◆ Brief: Take the records below and print them verbatim up to and including the line that carries "is normalized (no".

── Material provided

//! In-memory stand-in for the CI server's remote API.
//!
//! # Overview
//! Serves the subset of the server's HTTP surface the client drives: the
//! root record, jobs nested in folders, builds and their console text,
//! agents, views, the build queue, plugins and fingerprints. Structured
//! reads answer on `<path>/api/json`; `config.xml` and `consoleText` are
//! raw documents. Every response carries an `X-Jenkins` version header.
//!
//! # Design
//! - One fallback handler serves every path. The path is normalized (no
//!   slash at either end, no `api/json` suffix) and matched by hand, the
//!   way the server resolves nested `job/<name>` segments.
//! - Tests reach into the shared [`Registry`] to seed state, inject one-shot
//!   faults and read back every request the client sent.
//! - A fault either answers instead of the handler (`apply = false`) or runs
//!   the handler first and then answers with the fault status
//!   (`apply = true`), which is how a server that commits a change but
//!   reports an error looks from the outside.

use std::collections::{BTreeMap, HashMap};
use std::net::SocketAddr;
use std::sync::Arc;

use axum::body::{to_bytes, Body, Bytes};
use axum::extract::{FromRequest, Multipart, Query, Request, State};
use axum::http::{header, HeaderName, HeaderValue, Method, StatusCode};
use axum::response::{IntoResponse, Response};
use axum::Router;
use base64::engine::general_purpose::STANDARD;
use base64::Engine as _;
use percent_encoding::percent_decode_str;
use serde::Serialize;
use serde_json::{json, Value};
use tokio::net::TcpListener;
use tokio::sync::RwLock;

/// Value of the `X-Jenkins` header.
pub const VERSION: &str = "2.462.3";
pub const FOLDER_CLASS: &str = "com.cloudbees.hudson.plugins.folder.Folder";
pub const JOB_CLASS: &str = "hudson.model.FreeStyleProject";
pub const LIST_VIEW_CLASS: &str = "hudson.model.ListView";
const ALL_VIEW_CLASS: &str = "hudson.model.AllView";
const JNLP_LAUNCHER: &str = "hudson.slaves.JNLPLauncher";
const BUILT_IN: &str = "(built-in)";

pub type Db = Arc<RwLock<Registry>>;

#[derive(Debug, Clone, Copy, PartialEq, Eq)]
pub enum ItemKind {
    Job,
    Folder,
}

#[derive(Debug, Clone)]
pub struct Item {
    pub kind: ItemKind,
    pub description: Option<String>,
    pub config_xml: String,
    pub disabled: bool,
    pub builds: Vec<Build>,
}

impl Item {
    pub fn job(config_xml: impl Into<String>) -> Self {
        Self {
            kind: ItemKind::Job,
            description: None,
            config_xml: config_xml.into(),
            disabled: false,
            builds: Vec::new(),
        }
    }

    pub fn folder() -> Self {
        Self {
            kind: ItemKind::Folder,
            ..Self::job("<com.cloudbees.hudson.plugins.folder.Folder/>")
        }
    }
}

#[derive(Debug, Clone, PartialEq, Eq)]
pub struct Build {
    pub number: u64,
    pub queue_id: u64,
    pub params: BTreeMap<String, String>,
    pub console: String,
}

#[derive(Debug, Clone, Serialize)]
#[serde(rename_all = "camelCase")]
pub struct Node {
    pub display_name: String,
    pub description: String,
    pub num_executors: u32,
    pub idle: bool,
    pub offline: bool,
    pub temporarily_offline: bool,
    pub jnlp_agent: bool,
    pub offline_cause_reason: String,
    #[serde(skip)]
    pub labels: String,
    #[serde(skip)]
    pub launcher: String,
    #[serde(skip)]
    pub connected: bool,
}

impl Node {
    fn built_in() -> Self {
        Self {
            display_name: "Built-In Node".to_string(),
            description: "the built-in node".to_string(),
            num_executors: 2,
            idle: true,
            offline: false,
            temporarily_offline: false,
            jnlp_agent: false,
            offline_cause_reason: String::new(),
            labels: String::new(),
            launcher: String::new(),
            connected: true,
        }
    }
}

#[derive(Debug, Clone)]
pub struct View {
    pub class: String,
    pub jobs: Vec<String>,
}

#[derive(Debug, Clone, PartialEq, Eq)]
pub struct QueuedBuild {
    pub id: u64,
    pub item: String,
}

#[derive(Debug, Clone, Serialize)]
#[serde(rename_all = "camelCase")]
pub struct Plugin {
    pub short_name: String,
    pub long_name: String,
    pub version: String,
    pub active: bool,
    pub enabled: bool,
    pub has_update: bool,
}

#[derive(Debug, Clone, Serialize)]
#[serde(rename_all = "camelCase")]
pub struct Fingerprint {
    pub hash: String,
    pub file_name: String,
    pub timestamp: u64,
    pub original: Option<FingerprintOrigin>,
}

#[derive(Debug, Clone, Serialize)]
pub struct FingerprintOrigin {
    pub name: String,
    pub number: u64,
}

/// One part of a `multipart/form-data` body.
#[derive(Debug, Clone, PartialEq, Eq)]
pub struct Part {
    pub name: String,
    pub file_name: Option<String>,
    pub bytes: Vec<u8>,
}

/// A request as the fixture saw it. `path` is normalized, `query` decoded.
#[derive(Debug, Clone)]
pub struct RecordedRequest {
    pub method: String,
    pub path: String,
    pub query: HashMap<String, String>,
    pub authorization: Option<String>,
    pub parts: Vec<Part>,
}

#[derive(Debug, Clone)]
struct Fault {
    method: String,
    path: String,
    status: u16,
    apply: bool,
}

#[derive(Debug)]
pub struct Registry {
    /// Keyed by normalized item path, e.g. `job/team/job/alpha`.
    pub items: BTreeMap<String, Item>,
    /// Keyed by the path segment under `/computer`.
    pub nodes: BTreeMap<String, Node>,
    pub views: BTreeMap<String, View>,
    pub queue: Vec<QueuedBuild>,
    pub plugins: Vec<Plugin>,
    pub fingerprints: HashMap<String, Fingerprint>,
    pub requests: Vec<RecordedRequest>,
    faults: Vec<Fault>,
    required_auth: Option<String>,
    next_queue_id: u64,
}

impl Default for Registry {
    fn default() -> Self {
        let mut nodes = BTreeMap::new();
        nodes.insert(BUILT_IN.to_string(), Node::built_in());
        let mut views = BTreeMap::new();
        views.insert(
            "all".to_string(),
            View {
                class: ALL_VIEW_CLASS.to_string(),
                jobs: Vec::new(),
            },
        );
        Self {
            items: BTreeMap::new(),
            nodes,
            views,
            queue: Vec::new(),
            plugins: Vec::new(),
            fingerprints: HashMap::new(),
            requests: Vec::new(),
            faults: Vec::new(),
            required_auth: None,
            next_queue_id: 1,
        }
    }
}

────

◆ Task solution:
//! In-memory stand-in for the CI server's remote API.
//!
//! # Overview
//! Serves the subset of the server's HTTP surface the client drives: the
//! root record, jobs nested in folders, builds and their console text,
//! agents, views, the build queue, plugins and fingerprints. Structured
//! reads answer on `<path>/api/json`; `config.xml` and `consoleText` are
//! raw documents. Every response carries an `X-Jenkins` version header.
//!
//! # Design
//! - One fallback handler serves every path. The path is normalized (no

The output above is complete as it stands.